The financial factors will be important, given the size of Bethel’s current requests and what happened the last time the district asked voters to approve a bond. That one, for $236 million, was rejected twice in 2016. Each time, it failed to get the 60 percent supermajority that’s required under state law for bonds to pass.
Included in last year’s bond proposal was a swimming pool complex – supporters called it an aquatics center – that was singled out by some voters as unnecessary and at least part of the reason they voted against the overall measure. The pool isn’t part of the new bond now facing voters.
Here’s what is included in the upcoming bond:
• Three brand new schools -- a high school at 224th Street East and 70th Avenue East and two elementary schools on land near Naches Trail Elementary School and a site to be determined.
• New buildings to replace the modular structures currently used by Challenger High School.

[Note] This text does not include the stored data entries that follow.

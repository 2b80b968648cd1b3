// ABOUTME: Bounded exponential backoff for transient marketplace failures
// ABOUTME: Retries only errors classified retryable, honoring server retry-after hints
//
// SPDX-License-Identifier: MIT OR Apache-2.0
// Copyright (c) 2025 Quayside Commerce

//! # Retry Policy
//!
//! Classifies failures through [`AppError::is_retryable`] and re-attempts
//! only transient ones (`MarketplaceUnavailable`, `RateLimited`) with
//! bounded exponential backoff. Fatal errors such as auth rejections and
//! malformed credentials surface on the first attempt.
//!
//! When the marketplace supplies a retry-after hint (HTTP 429), that hint
//! takes precedence over the computed delay.

use std::future::Future;
use std::time::Duration;

use tracing::warn;

use crate::config::RetrySettings;
use crate::errors::AppResult;

/// Bounded exponential backoff policy.
#[derive(Debug, Clone)]
pub struct RetryPolicy {
    max_attempts: u32,
    base_delay: Duration,
    max_delay: Duration,
}

impl RetryPolicy {
    /// Create a policy with explicit bounds. `max_attempts` counts the first
    /// try, so `3` means at most two retries.
    #[must_use]
    pub const fn new(max_attempts: u32, base_delay: Duration, max_delay: Duration) -> Self {
        Self {
            max_attempts: if max_attempts == 0 { 1 } else { max_attempts },
            base_delay,
            max_delay,
        }
    }

    /// Build a policy from configuration settings.
    #[must_use]
    pub const fn from_settings(settings: &RetrySettings) -> Self {
        Self::new(settings.max_attempts, settings.base_delay, settings.max_delay)
    }

    /// Delay for a given 0-based attempt: `base * 2^attempt`, capped.
    #[must_use]
    pub fn delay_for(&self, attempt: u32) -> Duration {
        let factor = 2u32.saturating_pow(attempt);
        self.base_delay.saturating_mul(factor).min(self.max_delay)
    }

    /// Run an operation, retrying transient failures with backoff.
    ///
    /// # Errors
    ///
    /// Returns the last error once attempts are exhausted, or the first
    /// non-retryable error immediately.
    pub async fn run<T, F, Fut>(&self, operation: &str, mut f: F) -> AppResult<T>
    where
        F: FnMut() -> Fut,
        Fut: Future<Output = AppResult<T>>,
    {
        let mut attempt = 0u32;
        loop {
            match f().await {
                Ok(value) => return Ok(value),
                Err(err) if err.is_retryable() && attempt + 1 < self.max_attempts => {
                    let delay = err.retry_after().unwrap_or_else(|| self.delay_for(attempt));
                    warn!(
                        operation,
                        attempt = attempt + 1,
                        max_attempts = self.max_attempts,
                        delay_ms = delay.as_millis() as u64,
                        error = %err,
                        "Transient failure, backing off before retry"
                    );
                    tokio::time::sleep(delay).await;
                    attempt += 1;
                }
                Err(err) => return Err(err),
            }
        }
    }
}

impl Default for RetryPolicy {
    fn default() -> Self {
        use crate::constants::retries;
        Self::new(
            retries::DEFAULT_MAX_ATTEMPTS,
            Duration::from_millis(retries::DEFAULT_BASE_DELAY_MS),
            Duration::from_millis(retries::DEFAULT_MAX_DELAY_MS),
        )
    }
}

#[cfg(test)]
mod tests {
    #![allow(clippy::unwrap_used, clippy::expect_used, clippy::panic)]

    use std::sync::atomic::{AtomicU32, Ordering};

    use super::*;
    use crate::errors::AppError;

    #[test]
    fn exponential_delay_is_capped() {
        let policy = RetryPolicy::new(5, Duration::from_secs(1), Duration::from_secs(10));
        assert_eq!(policy.delay_for(0), Duration::from_secs(1));
        assert_eq!(policy.delay_for(1), Duration::from_secs(2));
        assert_eq!(policy.delay_for(2), Duration::from_secs(4));
        assert_eq!(policy.delay_for(3), Duration::from_secs(8));
        assert_eq!(policy.delay_for(4), Duration::from_secs(10));
        assert_eq!(policy.delay_for(10), Duration::from_secs(10));
    }

    #[tokio::test]
    async fn retries_transient_until_exhausted() {
        let policy = RetryPolicy::new(3, Duration::from_millis(1), Duration::from_millis(5));
        let calls = AtomicU32::new(0);
        let result: AppResult<()> = policy
            .run("always_unavailable", || {
                calls.fetch_add(1, Ordering::SeqCst);
                async { Err(AppError::unavailable("503")) }
            })
            .await;
        assert!(result.is_err());
        assert_eq!(calls.load(Ordering::SeqCst), 3);
    }

    #[tokio::test]
    async fn fatal_errors_are_not_retried() {
        let policy = RetryPolicy::new(3, Duration::from_millis(1), Duration::from_millis(5));
        let calls = AtomicU32::new(0);
        let result: AppResult<()> = policy
            .run("auth_failure", || {
                calls.fetch_add(1, Ordering::SeqCst);
                async { Err(AppError::auth_failed("401")) }
            })
            .await;
        assert!(result.is_err());
        assert_eq!(calls.load(Ordering::SeqCst), 1);
    }

    #[tokio::test]
    async fn succeeds_after_transient_failures() {
        let policy = RetryPolicy::new(3, Duration::from_millis(1), Duration::from_millis(5));
        let calls = AtomicU32::new(0);
        let result = policy
            .run("eventually_ok", || {
                let n = calls.fetch_add(1, Ordering::SeqCst);
                async move {
                    if n < 2 {
                        Err(AppError::unavailable("502"))
                    } else {
                        Ok(n)
                    }
                }
            })
            .await;
        assert_eq!(result.unwrap(), 2);
        assert_eq!(calls.load(Ordering::SeqCst), 3);
    }
}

• Modernization and/or expansion of five schools --  Bethel High School, Cedarcrest Middle School, Elk Plain School of Choice (which houses grades kindergarten through eight), Evergreen Elementary School, and Naches Trail.

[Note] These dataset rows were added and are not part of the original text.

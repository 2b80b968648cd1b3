// ABOUTME: Dependency injection context assembling the core from configuration
// ABOUTME: Constructs vault, database, resolver, token service, clients, and services once per process
//
// SPDX-License-Identifier: MIT OR Apache-2.0
// Copyright (c) 2025 Quayside Commerce

//! # Core Resources
//!
//! One-stop construction of the whole core from a [`CoreConfig`]. Every
//! shared object (vault, database, token cache, rate limiter) is built
//! exactly once here and injected into its consumers; nothing in the crate
//! reaches for ambient global state, so tests can assemble isolated
//! instances from the same parts.

use std::sync::Arc;

use crate::aggregation::HybridAggregationClient;
use crate::config::environment::CoreConfig;
use crate::connection::ConnectionService;
use crate::credentials::CredentialResolver;
use crate::crypto::CredentialVault;
use crate::database::Database;
use crate::errors::{AppError, AppResult};
use crate::marketplace::RestMarketplaceClient;
use crate::rate_limiting::PacingLimiter;
use crate::retry::RetryPolicy;
use crate::token_service::{HttpTokenExchanger, TokenService};

/// Fully wired core, one instance per process.
pub struct CoreResources {
    /// Credential storage.
    pub database: Arc<Database>,
    /// Token lifecycle manager.
    pub tokens: Arc<TokenService>,
    /// Connection lifecycle surface.
    pub connections: ConnectionService,
    /// Unified listing aggregation surface.
    pub aggregation: HybridAggregationClient,
}

impl CoreResources {
    /// Build every component from configuration.
    ///
    /// # Errors
    ///
    /// Returns configuration, vault, or database errors; construction fails
    /// fast rather than deferring problems to the first request.
    pub async fn initialize(config: CoreConfig) -> AppResult<Self> {
        config.validate()?;

        let vault = Arc::new(CredentialVault::new(config.encryption_key.clone())?);
        let database = Arc::new(Database::new(&config.database_url).await?);

        let has_global_credentials = config.global_app.is_some();
        let resolver = Arc::new(CredentialResolver::new(
            Arc::clone(&database),
            Arc::clone(&vault),
            config.global_app.clone(),
        ));

        let http = reqwest::Client::builder()
            .build()
            .map_err(|e| AppError::config(format!("Failed to build HTTP client: {e}")))?;

        let retry = RetryPolicy::from_settings(&config.retry);
        let tokens = Arc::new(TokenService::new(
            resolver,
            Arc::new(HttpTokenExchanger::new(
                http.clone(),
                config.marketplace.token_url.clone(),
            )),
            retry,
            config.token.expiry_buffer,
        ));

        let limiter = Arc::new(PacingLimiter::new(
            config.rate_limit.resource_spacing,
            config.rate_limit.tenant_switch_spacing,
        ));

        let api = Arc::new(RestMarketplaceClient::new(
            http,
            config.marketplace.clone(),
            Arc::clone(&tokens),
        ));

        let aggregation = HybridAggregationClient::new(
            api,
            limiter,
            config.cache.catalog_page_size,
            config.cache.offer_concurrency,
            config.cache.listings_cache_ttl,
        );

        let connections = ConnectionService::new(
            Arc::clone(&database),
            vault,
            Arc::clone(&tokens),
            has_global_credentials,
        );

        Ok(Self {
            database,
            tokens,
            connections,
            aggregation,
        })
    }
}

• New heating, ventilation and air-conditioning (HVAC) systems for Camas Prairie, Centennial, Graham and Rocky Ridge elementary schools.
• Pedestrian-safety improvements at Bethel and Spanaway Lake high schools and Evergreen.
• Improved traffic circulation at Camas Prairie.
• Upgraded kitchens at Bethel Middle School and Roy Elementary School.
• Synthetic turf for football and soccer fields at Graham-Kapowsin and Spanaway Lake high schools.
• Improvements districtwide in school security cameras and energy efficiency, including lighting.
The greater dollar value of the current bond and last year’s proposal is due in part to the call for brand new schools. “The new high school alone would cost $139 million, and the elementary schools together would cost about $100 million,” said Doug Boyles, a school district spokesman.
Those amounts are part of the local share of the overall bond’s cost of $570 million. The bond, if approved, would generate $443 million in property tax revenue as the local contribution. The difference between bond revenue and the total cost would be made up by $127 million Bethel would receive in state assistance.
District officials note that all dollar amounts so far are estimates.
Projects that are part of the new bond were authorized this month by the School Board at the recommendation of the district-appointed, community-led Long Range Facilities Task Force. In public meetings held over a span of several months, the group considered school building capacity and overcrowding as top concerns, both currently and in years to come.
The district has about 18,000 students and is growing. The 27 schools the district has today draw students from an area of 202 square miles and are running out of room for more, district officials said.
Graham, Spanaway, Roy and Kapowsin are communities in the district.


As voters are weighing the bond, they’ll also be considering dual requests to continue their past support of two levies that are coming up for another discussion.
• The Educational Programs and Operations Levy (EPOL), last approved in 2014, would cost property taxpayers $1.50 per $1,000 of assessed valuation. According to district officials, that’s “considerably less” than in past years because a funding formula approved this year by the Legislature increased the state school tax and reduced local levies.
The EPOL proceeds help cover costs that the state budget doesn’t. Programs and services this levy supports include special education, transportation, substitute teachers, training days and other professional development for teachers, extracurricular activities in academics and athletics, and labor contracts with employees.
• The Technology levy, which was first approved by voters in 2014, pays for learning-related use of iPads, Apple TVs, keyboards, WiFi, digital-learning coaches, and related equipment and personnel costs. The levy would cost $5.5 million per year for four years. The dollar amount is an increase because of inflation and a larger number of students (450 this year alone) over the last four years, officials explained.
Without a continued levy, there won’t be enough equipment for all students, officials said.